Never Ask for a Job

Most physicians I know have a very difficult time seeking career help let alone asking for a job. My recommendation then is don’t. That’s right never ask for a job. It’s a meeting ending question, and sometimes, even a relationship ending one.

Think about it, once you ask for a job the answer is either yes or no, or some vacillation followed by, no. and, think about the simple odds of hearing yes versus no. So why do it. It reminds me of a quote attributed to the famous coach, Woody Hayes, of The Ohio State University, “Only three things can happen when you throw a football and two of them are bad.” Woody didn’t like to throw the ball. The odds are about the same when you ask for a job.

So, what’s the alternative? Make yourself wanted, make someone offer you a job without asking.

It’s not a difficult as it may sound, and if you follow this advice, you can be absolutely certain the job you’re offered will be the right job for you. Not asking for a job means doing your research and career research is predicated on talking to as many people as you can. Talking isn’t about selling yourself or awkward networking events that are so popular today. As an aside, any event whose pitch is that you’ll get to meet 100 recruiters is an event where the only one who will have a successful day is the sponsor! Think about it. Who wants to attend an event with 300 other physicians vying for the attention of a few recruiters or industry experts? That’s called a “Cattle Call” in some industries – does that sound like an affectionate term?

But, back on point, physicians transitioning from clinical practice need to learn about other careers. And you’ll do that by talking with people in other careers. I’m sure this still sounds difficult and perhaps a bit intimidating. This is how you make it a personally satisfying and rewarding encounter. Treat them like a patient. That’s right, treat them just like a new patient… you’d introduce yourself, ask them about who they are and what they do, and then you’d start asking them about their symptoms. Symptoms is my code for ask them about the challenges they face in their career, their job, their responsibilities. As so, you may offer some support and advice about how you’ve handled similar situations. But again, treat them like a patient.

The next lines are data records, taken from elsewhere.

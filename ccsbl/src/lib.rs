//! # ccsbl
//!
//! Host side of the TI CC2538 / CC13xx / CC26xx ROM serial bootloader.
//!
//! The crate speaks the bootloader's packet protocol over any byte
//! transport implementing [`Port`]:
//!
//! - packet framing, checksums and ACK/NAK handling ([`protocol`])
//! - chip family profiles and early-silicon command remapping ([`target`])
//! - chunked memory access, flash erase/program/verify, CRC32 and
//!   in-flash pattern search ([`Session`])
//! - serial port discovery for TI LaunchPads and USB-UART bridges ([`device`])
//!
//! ## Features
//!
//! - `native` (default): serial ports through the `serialport` crate
//! - `serde`: serialization of port and device records
//!
//! ## Example
//!
//! ```rust,no_run
//! use ccsbl::{ChipFamily, SerialConfig, Session};
//!
//! fn main() -> Result<(), Box<dyn std::error::Error>> {
//!     let config = SerialConfig::new("/dev/ttyACM0", 115_200);
//!     let mut session = Session::open(&config, ChipFamily::Cc26xx)?;
//!
//!     let info = session.connect()?;
//!     println!("{info}");
//!
//!     let firmware = std::fs::read("app.bin")?;
//!     session.program(0x0000_0000, &firmware, true)?;
//!     session.reset()?;
//!     Ok(())
//! }
//! ```

#![warn(missing_docs)]
#![warn(clippy::all)]

pub mod device;
pub mod error;
pub mod event;
pub mod port;
pub mod protocol;
pub mod session;
pub mod target;

#[cfg(feature = "native")]
pub use port::{NativePort, NativePortEnumerator};
pub use {
    device::{BridgeKind, DetectedPort},
    error::{Error, ErrorKind, Result},
    event::{EventSink, LogSink, NullSink},
    port::{Port, PortEnumerator, PortInfo, SerialConfig},
    protocol::{Command, LinkConfig, crc32},
    session::{
        BootloaderEntry, ConnectOptions, DeviceInfo, Diagnostic, Session, SessionState,
    },
    target::{CcfgField, ChipFamily, DeviceProfile, Revision},
};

If your patient says she’s worried about her cholesterol you’d probably respond by asking questions about how she eats, her exercise, family history and other open-ended questions to allow her to paint the picture. You certainly would not jump in with, “You probably just need to stop eating high fat junk food!” No, you’d listen and then diagnose… it sounds like, then assess and then prescribe. Almost every business situation is a communications problem, a problem of people not doing their jobs, not understanding their jobs or not being well enough trained in their jobs. It’s the same thing you deal with with most patients. It’s about communicating effectively so they understand

When you approach meeting people, yes, that’s networking, in this manner, they’ll want to talk to you and they will give you an opportunity to help them solve their problems. When you solve someone’s problems, there’s a good change they will offer you a job. And you can be assured if you’re offered a job based on the problems you’re solving for them, it will be a good fit. Best of all, you won’t even have to ask.